In afternoon trade the S&P/ASX 200 (Index: ^AXJO) (ASX: XJO) is lower by just under 0.1% to 5,790 points.

Four shares in particular have acted as a drag on the market today with sizeable declines. Here’s why they have sunk like stones:

The Aconex Ltd (ASX: ACX) share price has fallen 5% to $3.55 after the construction software business reported its half-year results. Although it reported a 38% jump in revenue, increased costs related to sales and marketing, product development, and general expenses meant the company posted a $3.5 million loss. Aconex reported a profit of $4.5 million in the prior corresponding period.

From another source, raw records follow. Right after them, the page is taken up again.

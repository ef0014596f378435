// crates/vapt-intake-notify/src/lib.rs
// ============================================================================
// Module: VAPT Intake Notify Library
// Description: Notification digest rendering, EmailJS transport, origin lookup.
// Purpose: Outbound collaborators behind the core dispatcher and resolver traits.
// Dependencies: vapt-intake-core, reqwest, serde_json, url
// ============================================================================

//! ## Overview
//! `vapt-intake-notify` renders stored submissions into the plain-text
//! assessment digest and delivers it through the EmailJS REST endpoint. It
//! also provides the HTTP origin resolver used to stamp records with the
//! submitter's public address. Both collaborators are strictly bounded:
//! redirects disabled, hard timeouts, capped response reads, and no retries
//! beyond the resolver's single fallback endpoint.

// ============================================================================
// SECTION: Modules
// ============================================================================

pub mod digest;
pub mod email;
pub mod origin;

// ============================================================================
// SECTION: Re-Exports
// ============================================================================

pub use digest::format_contact_name;
pub use digest::format_digest;
pub use digest::format_email_time;
pub use digest::format_title;
pub use email::EmailDispatchConfig;
pub use email::EmailJsDispatcher;
pub use origin::HttpOriginResolver;
pub use origin::OriginLookupConfig;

The Altium Limited (ASX: ALU) share price has tumbled 3.5% to $8.15 following the release of its half-year results. According to the release, the software-as-a-service company saw half-year revenue rise 14% to US$47 million, with profit growing a touch slower at 8% to US$10 million. I believe that Altium is positioned for strong long-term growth, which could make today’s drop a buying opportunity.

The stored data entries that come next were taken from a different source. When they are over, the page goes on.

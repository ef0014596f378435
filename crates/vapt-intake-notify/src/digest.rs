// crates/vapt-intake-notify/src/digest.rs
// ============================================================================
// Module: Assessment Digest Rendering
// Description: Plain-text digest, title, and time formatting for notifications.
// Purpose: Render stored submissions into the outbound email template fields.
// Dependencies: vapt-intake-core
// ============================================================================

//! ## Overview
//! Renders a [`StoredSubmission`] into the sectioned plain-text digest carried
//! in the notification body. Formatting rules: empty text renders as `N/A`,
//! booleans as `Yes`/`No`, empty lists as `None`. Optional sections (secondary
//! contact, compliance, public IPs, excluded systems, account type, approver,
//! additional notes) are omitted entirely when their source fields are unset.

// ============================================================================
// SECTION: Imports
// ============================================================================

use std::fmt::Write;

use vapt_intake_core::StoredSubmission;
use vapt_intake_core::SubmissionDraft;

// ============================================================================
// SECTION: Value Formatting
// ============================================================================

/// Placeholder for absent text values.
const ABSENT: &str = "N/A";

/// Renders empty text as the `N/A` placeholder.
fn text(value: &str) -> &str {
    if value.is_empty() { ABSENT } else { value }
}

/// Renders an optional selection label, absent as `N/A`.
fn label(value: Option<&str>) -> &str {
    value.unwrap_or(ABSENT)
}

/// Renders a boolean as `Yes` or `No`.
const fn yes_no(value: bool) -> &'static str {
    if value { "Yes" } else { "No" }
}

// ============================================================================
// SECTION: Digest Rendering
// ============================================================================

/// Renders the sectioned plain-text assessment digest.
#[must_use]
#[allow(clippy::too_many_lines, reason = "Single linear template, split adds nothing.")]
pub fn format_digest(submission: &StoredSubmission) -> String {
    let draft = &submission.draft;
    let mut out = String::new();
    let _ = writeln!(
        out,
        "Assessment Details  {} - {}\n",
        text(&draft.organization_name),
        text(&submission.submitted_date_time),
    );

    let _ = writeln!(out, "Organization Information");
    let _ = writeln!(out, "  Organization: {}", text(&draft.organization_name));
    let _ = writeln!(
        out,
        "  Contact: {} ({})",
        text(&draft.primary_contact_name),
        text(&draft.designation),
    );
    let _ = writeln!(out, "  Email: {}", text(&draft.email));
    let _ = writeln!(out, "  Mobile Number: {}", text(&draft.mobile_number));
    if !draft.secondary_contact_name.is_empty()
        || !draft.secondary_email.is_empty()
        || !draft.secondary_mobile_number.is_empty()
    {
        let _ = writeln!(out, "  Secondary Contact: {}", text(&draft.secondary_contact_name));
        let _ = writeln!(out, "  Secondary Email: {}", text(&draft.secondary_email));
        let _ = writeln!(out, "  Secondary Mobile: {}", text(&draft.secondary_mobile_number));
    }

    let _ = writeln!(out, "\nScope Information");
    let _ = writeln!(
        out,
        "  Assessment Type: {}",
        label(draft.assessment_type.map(|value| value.as_str())),
    );
    let _ = writeln!(out, "  Testing Mode: {}", label(draft.testing_mode.map(|value| value.as_str())));
    if draft.compliance_required {
        let _ = writeln!(out, "  Compliance Required: Yes");
        let _ = writeln!(out, "  Compliance Type: {}", text(&draft.compliance_type));
    }
    let _ = writeln!(out, "  IP Range: {}", text(&draft.ip_range));
    if !draft.public_ips.is_empty() {
        let _ = writeln!(out, "  Public IPs: {}", text(&draft.public_ips));
    }
    if draft.exclude_systems && !draft.excluded_systems_list.is_empty() {
        let _ = writeln!(out, "  Excluded Systems: {}", text(&draft.excluded_systems_list));
    }

    let _ = writeln!(out, "\nNetwork Environment");
    let _ = writeln!(out, "  Device Count: {}", text(&draft.device_count));
    let _ = writeln!(
        out,
        "  Environment: {}",
        label(draft.environment_type.map(|value| value.as_str())),
    );

    let _ = writeln!(out, "\nTesting Window");
    let _ = writeln!(
        out,
        "  Preferred Time: {}",
        label(draft.testing_window.map(|value| value.as_str())),
    );
    let restrictions = if draft.restrictions.is_empty() {
        "None".to_string()
    } else {
        draft
            .restrictions
            .iter()
            .map(|entry| entry.as_str())
            .collect::<Vec<&str>>()
            .join(", ")
    };
    let _ = writeln!(out, "  Restrictions: {restrictions}");
    let _ = writeln!(out, "  Notify Before Testing: {}", yes_no(draft.notify_before_testing));

    let _ = writeln!(out, "\nAccess Requirements");
    let _ = writeln!(out, "  VPN Access: {}", yes_no(draft.vpn_access));
    let _ = writeln!(out, "  Test Credentials: {}", yes_no(draft.test_credentials));
    if let Some(account_type) = draft.account_type {
        let _ = writeln!(out, "  Account Type: {}", account_type.as_str());
    }

    let _ = writeln!(out, "\nReporting");
    let _ = writeln!(
        out,
        "  Report Format: {}",
        label(draft.report_format.map(|value| value.as_str())),
    );
    let _ = writeln!(
        out,
        "  Retesting Required: {}",
        yes_no(draft.retesting_required.unwrap_or(false)),
    );

    let _ = writeln!(out, "\nAuthorization");
    if draft.permission_approved {
        let _ = writeln!(out, "  Permission Approved: Yes");
        if !draft.approver_name.is_empty() {
            let _ = writeln!(
                out,
                "  Approver: {} ({})",
                text(&draft.approver_name),
                text(&draft.approver_designation),
            );
        }
    } else {
        let _ = writeln!(out, "  Permission Approved: No");
    }

    if !draft.additional_notes.is_empty() {
        let _ = writeln!(out, "\nAdditional Notes");
        let _ = writeln!(out, "  {}", text(&draft.additional_notes));
    }

    let _ = writeln!(out, "\nSubmission Information");
    let _ = writeln!(out, "  IP Address: {}", submission.origin_address.as_str());
    out
}

// ============================================================================
// SECTION: Template Fields
// ============================================================================

/// Renders the notification subject line.
#[must_use]
pub fn format_title(draft: &SubmissionDraft) -> String {
    let organization = if draft.organization_name.is_empty() {
        "Unknown Organization"
    } else {
        draft.organization_name.as_str()
    };
    format!("VAPT Assessment Request - {organization}")
}

/// Renders the template time field as `HH.MM`.
#[must_use]
pub fn format_email_time(submission: &StoredSubmission) -> String {
    submission.submitted_time.replace(':', ".")
}

/// Renders the template name field: contact name, else organization, else
/// the `N/A` placeholder.
#[must_use]
pub fn format_contact_name(draft: &SubmissionDraft) -> String {
    if !draft.primary_contact_name.is_empty() {
        draft.primary_contact_name.clone()
    } else if !draft.organization_name.is_empty() {
        draft.organization_name.clone()
    } else {
        ABSENT.to_string()
    }
}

The Beadell Resources Ltd (ASX: BDR) share price has dropped 9% to 31.5 cents after emerging from a trading halt. The company’s plan to raise $51 million at 29 cents per share, a 16% discount to the last close price, has been successful. The company intends to use the proceeds to continue exploration and mill upgrades that it believes are vital to maximising returns for shareholders from its Tucano mine.

The Worleyparsons Limited (ASX: WOR) share price has fallen 6% to $8.07. Today’s drop extends the mining services company’s week-to-date decline to a massive 18%. The catalyst for this was the company’s disappointing half-year results released yesterday. Worleyparsons reported a 35% decline in revenue to $2.7 billion and a $2.9 million loss. Although its shares may look cheap now, I would suggest investors continue to avoid the company.

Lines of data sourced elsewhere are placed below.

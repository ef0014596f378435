// crates/vapt-intake-config/src/lib.rs
// ============================================================================
// Module: VAPT Intake Config Library
// Description: Canonical config model and fail-closed validation.
// Purpose: Single source of truth for vapt-intake.toml semantics.
// Dependencies: serde, thiserror, toml
// ============================================================================

//! ## Overview
//! `vapt-intake-config` defines the configuration model for intake hosts:
//! notification transport credentials, origin lookup endpoints, and the
//! submission store location. Loading is strict and fail-closed: oversized
//! files, non-UTF-8 content, over-long paths, and semantically invalid
//! sections are all rejected before any collaborator is constructed.
//!
//! Notification credentials may be supplied or overridden through the
//! `VAPT_EMAILJS_SERVICE_ID`, `VAPT_EMAILJS_TEMPLATE_ID`, and
//! `VAPT_EMAILJS_PUBLIC_KEY` environment variables, which take precedence
//! over file values.

// ============================================================================
// SECTION: Imports
// ============================================================================

use std::env;
use std::fs;
use std::path::Path;
use std::path::PathBuf;

use serde::Deserialize;
use thiserror::Error;

// ============================================================================
// SECTION: Constants
// ============================================================================

/// Default configuration filename when no path is specified.
const DEFAULT_CONFIG_NAME: &str = "vapt-intake.toml";
/// Environment variable used to override the config path.
const CONFIG_ENV_VAR: &str = "VAPT_INTAKE_CONFIG";
/// Environment override for the notification service identifier.
const ENV_SERVICE_ID: &str = "VAPT_EMAILJS_SERVICE_ID";
/// Environment override for the notification template identifier.
const ENV_TEMPLATE_ID: &str = "VAPT_EMAILJS_TEMPLATE_ID";
/// Environment override for the notification public key.
const ENV_PUBLIC_KEY: &str = "VAPT_EMAILJS_PUBLIC_KEY";
/// Maximum configuration file size in bytes.
const MAX_CONFIG_FILE_SIZE: usize = 1024 * 1024;
/// Maximum length of a single path component.
const MAX_PATH_COMPONENT_LENGTH: usize = 255;
/// Maximum total path length.
const MAX_TOTAL_PATH_LENGTH: usize = 4096;
/// Maximum length of a notification credential value.
const MAX_CREDENTIAL_LENGTH: usize = 256;
/// Minimum outbound request timeout in milliseconds.
const MIN_REQUEST_TIMEOUT_MS: u64 = 100;
/// Maximum outbound request timeout in milliseconds.
const MAX_REQUEST_TIMEOUT_MS: u64 = 60_000;
/// Default outbound request timeout in milliseconds.
const DEFAULT_REQUEST_TIMEOUT_MS: u64 = 10_000;
/// Default busy timeout for the sqlite store in milliseconds.
const DEFAULT_BUSY_TIMEOUT_MS: u64 = 5_000;
/// Default submission store filename.
const DEFAULT_STORE_PATH: &str = "vapt-submissions.db";
/// Default primary origin lookup endpoint.
const DEFAULT_PRIMARY_ENDPOINT: &str = "https://api.ipify.org";
/// Default fallback origin lookup endpoint.
const DEFAULT_FALLBACK_ENDPOINT: &str = "https://api64.ipify.org";
/// Maximum length of an origin lookup endpoint.
const MAX_ENDPOINT_LENGTH: usize = 2048;

// ============================================================================
// SECTION: Errors
// ============================================================================

/// Errors produced while loading or validating configuration.
#[derive(Debug, Error)]
pub enum ConfigError {
    /// I/O failure while reading configuration.
    #[error("config io error: {0}")]
    Io(String),
    /// TOML parsing error.
    #[error("config parse error: {0}")]
    Parse(String),
    /// Invalid configuration data.
    #[error("invalid config: {0}")]
    Invalid(String),
}

// ============================================================================
// SECTION: Configuration Types
// ============================================================================

/// VAPT intake host configuration.
#[derive(Debug, Clone, Deserialize)]
pub struct IntakeConfig {
    /// Notification transport configuration.
    #[serde(default)]
    pub notify: NotifyConfig,
    /// Origin lookup configuration.
    #[serde(default)]
    pub origin: OriginConfig,
    /// Submission store configuration.
    #[serde(default)]
    pub store: StoreConfig,
}

/// Notification transport (EmailJS) configuration.
///
/// All three credentials must be present, from file or environment, for the
/// dispatcher to be constructed; a partially configured section is rejected.
#[derive(Debug, Clone, Deserialize)]
pub struct NotifyConfig {
    /// Service identifier.
    #[serde(default)]
    pub service_id: String,
    /// Template identifier.
    #[serde(default)]
    pub template_id: String,
    /// Public API key.
    #[serde(default)]
    pub public_key: String,
    /// Outbound request timeout in milliseconds.
    #[serde(default = "default_request_timeout_ms")]
    pub timeout_ms: u64,
}

/// Origin lookup configuration.
#[derive(Debug, Clone, Deserialize)]
pub struct OriginConfig {
    /// Whether origin lookup is attempted at all.
    #[serde(default = "default_true")]
    pub enabled: bool,
    /// Primary lookup endpoint.
    #[serde(default = "default_primary_endpoint")]
    pub primary_endpoint: String,
    /// Fallback lookup endpoint, tried once when the primary fails.
    #[serde(default = "default_fallback_endpoint")]
    pub fallback_endpoint: String,
    /// Outbound request timeout in milliseconds.
    #[serde(default = "default_request_timeout_ms")]
    pub timeout_ms: u64,
}

/// Submission store configuration.
#[derive(Debug, Clone, Deserialize)]
pub struct StoreConfig {
    /// Path to the sqlite database file.
    #[serde(default = "default_store_path")]
    pub path: PathBuf,
    /// Busy timeout in milliseconds for concurrent access.
    #[serde(default = "default_busy_timeout_ms")]
    pub busy_timeout_ms: u64,
}

/// Serde default for enabled flags.
fn default_true() -> bool {
    true
}

/// Serde default for outbound request timeouts.
fn default_request_timeout_ms() -> u64 {
    DEFAULT_REQUEST_TIMEOUT_MS
}

/// Serde default for the sqlite busy timeout.
fn default_busy_timeout_ms() -> u64 {
    DEFAULT_BUSY_TIMEOUT_MS
}

/// Serde default for the submission store path.
fn default_store_path() -> PathBuf {
    PathBuf::from(DEFAULT_STORE_PATH)
}

/// Serde default for the primary origin lookup endpoint.
fn default_primary_endpoint() -> String {
    DEFAULT_PRIMARY_ENDPOINT.to_string()
}

/// Serde default for the fallback origin lookup endpoint.
fn default_fallback_endpoint() -> String {
    DEFAULT_FALLBACK_ENDPOINT.to_string()
}

impl Default for NotifyConfig {
    fn default() -> Self {
        Self {
            service_id: String::new(),
            template_id: String::new(),
            public_key: String::new(),
            timeout_ms: DEFAULT_REQUEST_TIMEOUT_MS,
        }
    }
}

impl Default for OriginConfig {
    fn default() -> Self {
        Self {
            enabled: true,
            primary_endpoint: default_primary_endpoint(),
            fallback_endpoint: default_fallback_endpoint(),
            timeout_ms: DEFAULT_REQUEST_TIMEOUT_MS,
        }
    }
}

impl Default for StoreConfig {
    fn default() -> Self {
        Self {
            path: default_store_path(),
            busy_timeout_ms: DEFAULT_BUSY_TIMEOUT_MS,
        }
    }
}

// ============================================================================
// SECTION: Loading
// ============================================================================

impl IntakeConfig {
    /// Loads configuration from disk using the default resolution rules.
    ///
    /// The explicit `path` wins; otherwise the `VAPT_INTAKE_CONFIG`
    /// environment variable is consulted, then `vapt-intake.toml` in the
    /// working directory. Notification credential environment overrides are
    /// applied before validation.
    ///
    /// # Errors
    ///
    /// Returns [`ConfigError`] when loading or validation fails.
    pub fn load(path: Option<&Path>) -> Result<Self, ConfigError> {
        let resolved = resolve_path(path)?;
        validate_path(&resolved)?;
        let bytes = fs::read(&resolved).map_err(|err| ConfigError::Io(err.to_string()))?;
        if bytes.len() > MAX_CONFIG_FILE_SIZE {
            return Err(ConfigError::Invalid("config file exceeds size limit".to_string()));
        }
        let content = std::str::from_utf8(&bytes)
            .map_err(|_| ConfigError::Invalid("config file must be utf-8".to_string()))?;
        let mut config: Self =
            toml::from_str(content).map_err(|err| ConfigError::Parse(err.to_string()))?;
        config.apply_env_overrides();
        config.validate()?;
        Ok(config)
    }

    /// Applies notification credential environment overrides.
    pub fn apply_env_overrides(&mut self) {
        if let Ok(value) = env::var(ENV_SERVICE_ID) {
            self.notify.service_id = value;
        }
        if let Ok(value) = env::var(ENV_TEMPLATE_ID) {
            self.notify.template_id = value;
        }
        if let Ok(value) = env::var(ENV_PUBLIC_KEY) {
            self.notify.public_key = value;
        }
    }

    /// Validates the configuration for internal consistency.
    ///
    /// # Errors
    ///
    /// Returns [`ConfigError`] when configuration is invalid.
    pub fn validate(&self) -> Result<(), ConfigError> {
        self.notify.validate()?;
        self.origin.validate()?;
        self.store.validate()?;
        Ok(())
    }

    /// Returns true when all notification credentials are present.
    #[must_use]
    pub fn notify_configured(&self) -> bool {
        !self.notify.service_id.is_empty()
            && !self.notify.template_id.is_empty()
            && !self.notify.public_key.is_empty()
    }
}

impl NotifyConfig {
    /// Rejects partial or malformed credential sets.
    fn validate(&self) -> Result<(), ConfigError> {
        let credentials = [
            ("notify.service_id", &self.service_id),
            ("notify.template_id", &self.template_id),
            ("notify.public_key", &self.public_key),
        ];
        let present = credentials.iter().filter(|(_, value)| !value.is_empty()).count();
        if present != 0 && present != credentials.len() {
            return Err(ConfigError::Invalid(
                "notify section must set service_id, template_id, and public_key together"
                    .to_string(),
            ));
        }
        for (field, value) in credentials {
            if value.len() > MAX_CREDENTIAL_LENGTH {
                return Err(ConfigError::Invalid(format!("{field} exceeds max length")));
            }
            if value.chars().any(char::is_whitespace) {
                return Err(ConfigError::Invalid(format!(
                    "{field} must not contain whitespace"
                )));
            }
        }
        validate_timeout("notify.timeout_ms", self.timeout_ms)?;
        Ok(())
    }
}

impl OriginConfig {
    /// Rejects malformed lookup endpoints and out-of-range timeouts.
    fn validate(&self) -> Result<(), ConfigError> {
        validate_endpoint("origin.primary_endpoint", &self.primary_endpoint)?;
        validate_endpoint("origin.fallback_endpoint", &self.fallback_endpoint)?;
        validate_timeout("origin.timeout_ms", self.timeout_ms)
    }
}

impl StoreConfig {
    /// Rejects unusable store paths and timeouts.
    fn validate(&self) -> Result<(), ConfigError> {
        if self.busy_timeout_ms > MAX_REQUEST_TIMEOUT_MS {
            return Err(ConfigError::Invalid("store.busy_timeout_ms too large".to_string()));
        }
        let text = self.path.to_string_lossy();
        if text.trim().is_empty() {
            return Err(ConfigError::Invalid("store.path must be non-empty".to_string()));
        }
        if text.len() > MAX_TOTAL_PATH_LENGTH {
            return Err(ConfigError::Invalid("store.path exceeds max length".to_string()));
        }
        for component in self.path.components() {
            let value = component.as_os_str().to_string_lossy();
            if value.len() > MAX_PATH_COMPONENT_LENGTH {
                return Err(ConfigError::Invalid(
                    "store.path component too long".to_string(),
                ));
            }
        }
        Ok(())
    }
}

// ============================================================================
// SECTION: Path Resolution
// ============================================================================

/// Resolves the config path from the caller or environment defaults.
fn resolve_path(path: Option<&Path>) -> Result<PathBuf, ConfigError> {
    if let Some(path) = path {
        return Ok(path.to_path_buf());
    }
    if let Ok(env_path) = env::var(CONFIG_ENV_VAR) {
        if env_path.len() > MAX_TOTAL_PATH_LENGTH {
            return Err(ConfigError::Invalid("config path exceeds max length".to_string()));
        }
        return Ok(PathBuf::from(env_path));
    }
    Ok(PathBuf::from(DEFAULT_CONFIG_NAME))
}

/// Rejects over-long paths and path components.
fn validate_path(path: &Path) -> Result<(), ConfigError> {
    let text = path.to_string_lossy();
    if text.len() > MAX_TOTAL_PATH_LENGTH {
        return Err(ConfigError::Invalid("config path exceeds max length".to_string()));
    }
    for component in path.components() {
        let value = component.as_os_str().to_string_lossy();
        if value.len() > MAX_PATH_COMPONENT_LENGTH {
            return Err(ConfigError::Invalid("config path component too long".to_string()));
        }
    }
    Ok(())
}

/// Rejects endpoints that are empty, over-long, or not http(s).
fn validate_endpoint(field: &str, value: &str) -> Result<(), ConfigError> {
    if value.trim().is_empty() {
        return Err(ConfigError::Invalid(format!("{field} must be non-empty")));
    }
    if value.len() > MAX_ENDPOINT_LENGTH {
        return Err(ConfigError::Invalid(format!("{field} exceeds max length")));
    }
    if !value.starts_with("https://") && !value.starts_with("http://") {
        return Err(ConfigError::Invalid(format!(
            "{field} must use the http or https scheme"
        )));
    }
    Ok(())
}

/// Rejects timeouts outside the accepted range.
fn validate_timeout(field: &str, value: u64) -> Result<(), ConfigError> {
    if !(MIN_REQUEST_TIMEOUT_MS..=MAX_REQUEST_TIMEOUT_MS).contains(&value) {
        return Err(ConfigError::Invalid(format!(
            "{field} must be between {MIN_REQUEST_TIMEOUT_MS} and {MAX_REQUEST_TIMEOUT_MS}"
        )));
    }
    Ok(())
}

If your portfolio took a hit today then don't worry, I believe these top stocks could be just what your portfolio needs to take it higher in 2017.

Big, Fat, Dividends

This company’s dividend is almost the stuff of legends. Its reliable cash flows support a high payout ratio, and the company’s stash of franking credits are the cherry on the top of the dividend cake. Based on the last 12-months of dividends, shares are offering a fully-franked 6.5% yield, which grosses up to a whopping 9.3%, when those franking credits are included.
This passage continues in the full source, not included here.